Far from being the main means by which secrets slip out of your organisation, the Microsoft security technique depends on carrying your BitLocker keys around on a USB stick.
This is a great leap forward, and I can foresee lots of corporates finding themselves strongly obliged to take up BitLocker, especially when you consider the surprising hard line being taken by the Information Commissioner, as reported in this BBC article. Let’s put the headline conclusion up here so you bear it in mind: if your company loses data, then it’s half a million quid as a fine.
Now; remember the provisions of Section 49 of the Regulation of Investigatory Powers Act. This is that interesting bit of law that cropped up post 9/11, which requires those who carry data encrypted on some computing device, to provide the decryption keys to law enforcement on request. So let’s see what happens when we take these two laws, and add them to BitLocker’s method of operation.
BitLocker encrypts the entire of the hard drive of a Windows PC. All that goes on the USB key is the personal part of your decryption key – that’s a two-part key process, so your password is an important part of it. If your machine has a TPM security chip onboard, then there’s no USB key requirement; but with USB or TPM, there’s two ways to fall foul of The Law here.
First, allow me to reveal an enforcement scenario I’ve been through personally, then explain the ways you can be in bother if this happens to you while in possession of company kit.
The scenario is to drive through a part of London (or another big city) in the middle of a security scare which hasn’t yet reached the news, but certainly has reached the police forces. I’ve been through this three times, and the pattern is always the same: once stopped, the constabulary jump straight to the terrorism laws and parrot out their “we can now do whatever we want” mantra, which essentially means you have to wait for them to prove to their satisfaction that you aren’t loaded with binary explosive, drugs, or your tax disc isn’t expired.
So let’s say you’re stopped in this way, and in the back of the car is a laptop, borrowed from the common pool at work.

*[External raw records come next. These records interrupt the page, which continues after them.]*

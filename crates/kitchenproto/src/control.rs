//! Control channel messages.
//!
//! Followers send `register`, `heartbeat`, `ping` and `status_response` to the
//! leader's control port. The leader broadcasts `start`, `stop`,
//! `status_request` and `update_schedule` to the followers' control port and
//! answers `ping` with `pong`.

use serde::{Deserialize, Serialize};

use crate::Cue;

/// Drift corrector state, as reported in status responses.
#[derive(Debug, Clone, Copy, PartialEq, Eq, Serialize, Deserialize, Default)]
#[serde(rename_all = "snake_case")]
pub enum CorrectionState {
    #[default]
    WaitingForSync,
    Synced,
    SeekCorrecting,
    PauseCorrecting,
}

impl CorrectionState {
    pub fn as_str(&self) -> &'static str {
        match self {
            CorrectionState::WaitingForSync => "waiting_for_sync",
            CorrectionState::Synced => "synced",
            CorrectionState::SeekCorrecting => "seek_correcting",
            CorrectionState::PauseCorrecting => "pause_correcting",
        }
    }

    /// True while a correction's grace period is running.
    pub fn is_correcting(&self) -> bool {
        matches!(
            self,
            CorrectionState::SeekCorrecting | CorrectionState::PauseCorrecting
        )
    }
}

impl std::fmt::Display for CorrectionState {
    fn fmt(&self, f: &mut std::fmt::Formatter<'_>) -> std::fmt::Result {
        f.write_str(self.as_str())
    }
}

/// A follower's answer to `status_request`. Observability only.
#[derive(Debug, Clone, Default, PartialEq, Serialize, Deserialize)]
pub struct StatusReport {
    pub node_id: String,
    pub correction_state: CorrectionState,
    /// Most recent raw deviation in seconds (positive = follower ahead).
    pub last_deviation: Option<f64>,
    #[serde(default)]
    pub filtered_deviation: Option<f64>,
    #[serde(default)]
    pub session_epoch_id: Option<u64>,
    #[serde(default)]
    pub position: Option<f64>,
    #[serde(default)]
    pub corrections: u64,
    /// One-way latency estimate in seconds.
    #[serde(default)]
    pub latency: f64,
    #[serde(default)]
    pub leader_silent: bool,
}

#[derive(Debug, Clone, PartialEq, Serialize, Deserialize)]
#[serde(tag = "type", rename_all = "snake_case")]
pub enum ControlMessage {
    Register {
        node_id: String,
        status: String,
        #[serde(default)]
        media: Option<String>,
    },
    Heartbeat {
        node_id: String,
        status: String,
    },
    Start {
        session_epoch_id: u64,
        /// Omitted when the schedule would not fit in one datagram.
        #[serde(default)]
        schedule: Option<Vec<Cue>>,
    },
    Stop {
        #[serde(default)]
        session_epoch_id: Option<u64>,
    },
    StatusRequest,
    StatusResponse(StatusReport),
    /// Replace the schedule used from the next session start.
    UpdateSchedule {
        schedule: Vec<Cue>,
    },
    Ping {
        node_id: String,
        nonce: u64,
    },
    Pong {
        node_id: String,
        nonce: u64,
    },
}

impl ControlMessage {
    /// Short name for logging.
    pub fn kind(&self) -> &'static str {
        match self {
            ControlMessage::Register { .. } => "register",
            ControlMessage::Heartbeat { .. } => "heartbeat",
            ControlMessage::Start { .. } => "start",
            ControlMessage::Stop { .. } => "stop",
            ControlMessage::StatusRequest => "status_request",
            ControlMessage::StatusResponse(_) => "status_response",
            ControlMessage::UpdateSchedule { .. } => "update_schedule",
            ControlMessage::Ping { .. } => "ping",
            ControlMessage::Pong { .. } => "pong",
        }
    }
}
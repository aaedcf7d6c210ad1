//! Rolling deviation window and trimmed-median estimate.

use std::collections::VecDeque;
use std::time::Instant;

/// One deviation observation, seconds (positive = local playback ahead).
#[derive(Debug, Clone, Copy, PartialEq)]
pub struct DeviationSample {
    pub observed_deviation_seconds: f64,
    pub timestamp: Instant,
}

/// Bounded window of recent samples. Never exceeds its capacity; the oldest
/// sample is evicted first.
#[derive(Debug, Clone)]
pub struct DeviationWindow {
    samples: VecDeque<DeviationSample>,
    capacity: usize,
}

impl DeviationWindow {
    pub fn new(capacity: usize) -> Self {
        let capacity = capacity.max(1);
        Self {
            samples: VecDeque::with_capacity(capacity),
            capacity,
        }
    }

    pub fn push(&mut self, sample: DeviationSample) {
        while self.samples.len() >= self.capacity {
            self.samples.pop_front();
        }
        self.samples.push_back(sample);
    }

    pub fn clear(&mut self) {
        self.samples.clear();
    }

    pub fn len(&self) -> usize {
        self.samples.len()
    }

    pub fn is_empty(&self) -> bool {
        self.samples.is_empty()
    }

    pub fn capacity(&self) -> usize {
        self.capacity
    }

    pub fn last(&self) -> Option<f64> {
        self.samples.back().map(|s| s.observed_deviation_seconds)
    }

    /// Trimmed median of the window; `None` when empty.
    pub fn estimate(&self, trim_fraction: f64) -> Option<f64> {
        let values: Vec<f64> = self
            .samples
            .iter()
            .map(|s| s.observed_deviation_seconds)
            .collect();
        trimmed_median(&values, trim_fraction)
    }
}

/// Drop `floor(n * trim_fraction)` samples from each end of the sorted
/// values, then return the median of what remains. At least one sample is
/// always kept.
pub fn trimmed_median(values: &[f64], trim_fraction: f64) -> Option<f64> {
    let mut sorted: Vec<f64> = values.iter().copied().filter(|v| v.is_finite()).collect();
    if sorted.is_empty() {
        return None;
    }
    sorted.sort_by(f64::total_cmp);

    let n = sorted.len();
    let mut k = (n as f64 * trim_fraction.clamp(0.0, 0.5)).floor() as usize;
    if 2 * k >= n {
        k = (n - 1) / 2;
    }
    let kept = &sorted[k..n - k];

    let mid = kept.len() / 2;
    if kept.len() % 2 == 1 {
        Some(kept[mid])
    } else {
        Some((kept[mid - 1] + kept[mid]) / 2.0)
    }
}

The first and simplest way to fall foul of the law is for that laptop to have multiple user profiles on it, only one of which is yours. You don’t know the passwords to the other profiles.
The second way is for you to have the laptop, and for it to contain only your profile – but you have forgotten the USB key (if it doesn’t have a TPM inside) or (if it does have a TPM) some ill has befallen it and it is asking for the TPM recvoery password. You don’t know this, because it’s centrally administered as part of your company domain’s Group Policy.
That’s how BitLocker is supposed to work; that’s what is required by the Information Commissioner, to stop you carelessly losing your firm’s information, whether it is 25 million patient records or the war plans for the Defence Of Pinner.
So, your over-excited constable ferrets his way through your car, emboldened by his anti-terrorism brief, and his hand falls upon the laptop. “What’s the password?” he asks. “No idea”, you reply. In the words of that famous board game – do not pass go. Do not collect £200. Go direct to jail…
I know, this is an extreme scenario – but what the law says is not “temporarily unable to provide passwords until the IT helpdesk arrives in the morning”, or “unable to unlock the PC due to being absent minded and having the passwords somewhere down the back of the sofa on a ‘Hello Kitty’ USB stick” – it says that if you don’t provide the passwords, that’s you nicked, that is.
What’s worse is that the Information Commissioners Get Tough policy on inadvertent leaks might make an over-excited IT manager actually refuse to divulge those passwords, down the phone to someone who CLAIMS they are a custody sergeant…
I would agree with those who say that this is the nature of the game when it comes to taking responsibility for data about people, which you’re carrying about in the course of your work: but I am rather concerned that the confluence of these two laws – which do not seem to contradict one another as they sit in the body of statute – add up to a nasty trap for those who are likely to end up both guilty, and fired, for trivial errors which do not add up to the crimes these laws are designed to deter.
The IT business – as found in corporates – needs to think through the impact of these regulations, and in some depth.